Uncertain time-series similarity: Return to the basics.

  • Michele Dallachiesa ,
  • ,
  • Katsiaryna Mirylenka ,
  • Themis Palpanas

Very Large Databases |

Publication

In the last years there has been a considerable increase in the availability of continuous sensor measurements in a wide range of application domains, such as Location-Based Services (LBS), medical monitoring systems, manufacturing plants and engineering facilities to ensure efficiency, product quality and safety, hydrologic and geologic observing systems, pollution management, and others.

Due to the inherent imprecision of sensor observations, many investigations have recently turned into querying, mining and storing uncertain data. Uncertainty can also be due to data aggregation, privacy-preserving transforms, and error-prone mining algorithms.

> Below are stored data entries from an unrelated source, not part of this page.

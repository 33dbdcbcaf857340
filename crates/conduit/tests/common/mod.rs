//! Shared harness for the streamable HTTP integration tests: a full server
//! (in-memory broker + session store + engine + HTTP listener on an ephemeral
//! port) plus a tiny SSE client.
#![allow(dead_code)]

use std::{
    net::SocketAddr,
    sync::{
        Arc,
        atomic::{AtomicUsize, Ordering},
    },
    time::Duration,
};

use anyhow::Context as _;
use futures::StreamExt;
use mcp_conduit::{
    ErrorData, Feature, FeatureContext, Hooks, JsonRpcMessage, Protocol, ProtocolError,
    ProtocolOptions, handler_fn,
    broker::memory::MemoryBroker,
    model::JsonRpcRequest,
    service::ConnectionId,
    session::{keys, memory::MemorySessionStore},
    transport::{
        HttpServerConfig, StreamableHttpConfig, StreamableHttpServer, StreamableHttpTransport,
    },
};
use serde_json::{Value, json};

pub const SERVER_NAME: &str = "mcp-example-server";
pub const SERVER_VERSION: &str = "0.1.0";
pub const LATEST_PROTOCOL_VERSION: &str = "2025-11-25";

pub fn init_tracing() {
    use tracing_subscriber::{layer::SubscriberExt, util::SubscriberInitExt};
    let _ = tracing_subscriber::registry()
        .with(
            tracing_subscriber::EnvFilter::try_from_default_env()
                .unwrap_or_else(|_| "info".to_string().into()),
        )
        .with(tracing_subscriber::fmt::layer())
        .try_init();
}

fn as_request(message: &JsonRpcMessage) -> Result<&JsonRpcRequest, ErrorData> {
    match message {
        JsonRpcMessage::Request(request) => Ok(request),
        _ => Err(ErrorData::invalid_request("expected a request")),
    }
}

/// Initialize + echo tool + a request that never completes, enough surface to
/// exercise every transport path.
pub struct TestFeature;

impl Feature for TestFeature {
    fn initialize(&self, ctx: &mut FeatureContext<'_>) -> Result<(), ProtocolError> {
        ctx.register_handler(
            "initialize",
            handler_fn(|message, ctx, _info| async move {
                let request = as_request(&message)?;
                let params = request.params.clone().unwrap_or(Value::Null);
                let client_version = params
                    .get("protocolVersion")
                    .and_then(Value::as_str)
                    .unwrap_or(LATEST_PROTOCOL_VERSION);
                let negotiated = if client_version == "2025-06-18" || client_version == LATEST_PROTOCOL_VERSION {
                    client_version
                } else {
                    LATEST_PROTOCOL_VERSION
                };
                if let Some(session) = &ctx.session {
                    session
                        .set_value(keys::PROTOCOL_VERSION, json!(negotiated))
                        .await
                        .map_err(ErrorData::from)?;
                }
                Ok(json!({
                    "protocolVersion": negotiated,
                    "capabilities": {},
                    "serverInfo": {"name": SERVER_NAME, "version": SERVER_VERSION},
                }))
            }),
        )?;

        ctx.register_handler(
            "notifications/initialized",
            handler_fn(|_message, ctx, _info| async move {
                if let Some(session) = &ctx.session {
                    session.mark_initialized().await.map_err(ErrorData::from)?;
                }
                Ok(json!({}))
            }),
        )?;

        ctx.register_handler(
            "ping",
            handler_fn(|_message, _ctx, _info| async move { Ok(json!({})) }),
        )?;

        ctx.register_handler(
            "tools/call",
            handler_fn(|message, _ctx, _info| async move {
                let request = as_request(&message)?;
                let params = request.params.clone().unwrap_or(Value::Null);
                match params.get("name").and_then(Value::as_str) {
                    Some("echo") => {
                        let text = params
                            .get("arguments")
                            .and_then(|arguments| arguments.get("text"))
                            .and_then(Value::as_str)
                            .unwrap_or_default();
                        Ok(json!({"content": [{"type": "text", "text": text}]}))
                    }
                    other => Err(ErrorData::invalid_params(format!(
                        "unknown tool: {}",
                        other.unwrap_or("<none>")
                    ))),
                }
            }),
        )?;

        // A handler that never resolves, for timeout coverage.
        ctx.register_handler(
            "debug/hang",
            handler_fn(|_message, _ctx, info| async move {
                info.signal.cancelled().await;
                Ok(json!({}))
            }),
        )
    }
}

pub struct TestServer {
    pub addr: SocketAddr,
    pub protocol: Protocol,
    pub connection: ConnectionId,
    pub transport: Arc<StreamableHttpTransport<MemoryBroker>>,
    pub broker: Arc<MemoryBroker>,
    pub ready_count: Arc<AtomicUsize>,
}

impl TestServer {
    pub fn mcp_url(&self) -> String {
        format!("http://{}/mcp", self.addr)
    }

    pub fn url(&self, path: &str) -> String {
        format!("http://{}{}", self.addr, path)
    }
}

pub async fn spawn_server() -> anyhow::Result<TestServer> {
    spawn_server_with(StreamableHttpConfig::default()).await
}

pub async fn spawn_server_with(config: StreamableHttpConfig) -> anyhow::Result<TestServer> {
    init_tracing();

    let broker = Arc::new(MemoryBroker::new());
    let transport = StreamableHttpTransport::new(
        broker.clone(),
        Some(Arc::new(MemorySessionStore::new())),
        config,
    );

    let ready_count = Arc::new(AtomicUsize::new(0));
    let counter = ready_count.clone();
    let protocol = Protocol::new(ProtocolOptions {
        hooks: Hooks::new().on_ready(move |_session| {
            counter.fetch_add(1, Ordering::SeqCst);
        }),
        ..ProtocolOptions::default()
    });
    protocol.add_feature(&TestFeature)?;
    let connection = protocol.connect(transport.clone()).await?;

    let server = StreamableHttpServer::serve(
        transport.clone(),
        HttpServerConfig {
            host: "127.0.0.1".to_owned(),
            port: 0,
            endpoint: "/mcp".to_owned(),
        },
    )
    .await?;

    Ok(TestServer {
        addr: server.local_addr,
        protocol,
        connection,
        transport,
        broker,
        ready_count,
    })
}

/// Run the initialize handshake and return the session id.
pub async fn initialize_session(
    client: &reqwest::Client,
    server: &TestServer,
) -> anyhow::Result<String> {
    let response = client
        .post(server.mcp_url())
        .header("Accept", "application/json")
        .header("Content-Type", "application/json")
        .json(&json!({
            "jsonrpc": "2.0",
            "id": 1,
            "method": "initialize",
            "params": {
                "protocolVersion": LATEST_PROTOCOL_VERSION,
                "capabilities": {},
                "clientInfo": {"name": "c", "version": "1"}
            }
        }))
        .send()
        .await?;
    anyhow::ensure!(response.status() == reqwest::StatusCode::OK);
    let session_id = response
        .headers()
        .get("Mcp-Session-Id")
        .context("missing session header")?
        .to_str()?
        .to_owned();
    Ok(session_id)
}

#[derive(Debug, Clone, Default)]
pub struct SseEvent {
    pub id: Option<String>,
    pub event: Option<String>,
    pub data: String,
}

/// Read up to `count` SSE events (comments skipped) from a streaming
/// response, bounded by `wait`.
pub async fn read_sse_events(
    response: reqwest::Response,
    count: usize,
    wait: Duration,
) -> Vec<SseEvent> {
    let mut events = Vec::new();
    let mut buffer = String::new();
    let mut stream = response.bytes_stream();

    let _ = tokio::time::timeout(wait, async {
        while let Some(chunk) = stream.next().await {
            let Ok(chunk) = chunk else { break };
            buffer.push_str(&String::from_utf8_lossy(&chunk));
            while let Some(boundary) = buffer.find("\n\n") {
                let block: String = buffer.drain(..boundary + 2).collect();
                if let Some(event) = parse_sse_block(block.trim_end()) {
                    events.push(event);
                    if events.len() >= count {
                        return;
                    }
                }
            }
        }
    })
    .await;

    events
}

fn parse_sse_block(block: &str) -> Option<SseEvent> {
    let mut event = SseEvent::default();
    let mut has_data = false;
    for line in block.lines() {
        if line.starts_with(':') {
            continue;
        }
        if let Some(rest) = line.strip_prefix("id: ") {
            event.id = Some(rest.to_owned());
        } else if let Some(rest) = line.strip_prefix("event: ") {
            event.event = Some(rest.to_owned());
        } else if let Some(rest) = line.strip_prefix("data: ") {
            if has_data {
                event.data.push('\n');
            }
            event.data.push_str(rest);
            has_data = true;
        }
    }
    has_data.then_some(event)
}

In this study, we survey the techniques that have been proposed specifically for modeling and processing uncertain time series, an important model for temporal data. We provide an analytical evaluation of the alternatives that have been proposed in the literature, highlighting the advantages and disadvantages of each approach, and further compare these alternatives with two additional techniques that were carefully studied before. We conduct an extensive experimental evaluation with 17 real datasets, and discuss some surprising results, which suggest that a fruitful research direction is to take into account the temporal correlations in the time series. Based on our evaluations, we also provide guidelines useful for the practitioners in the field.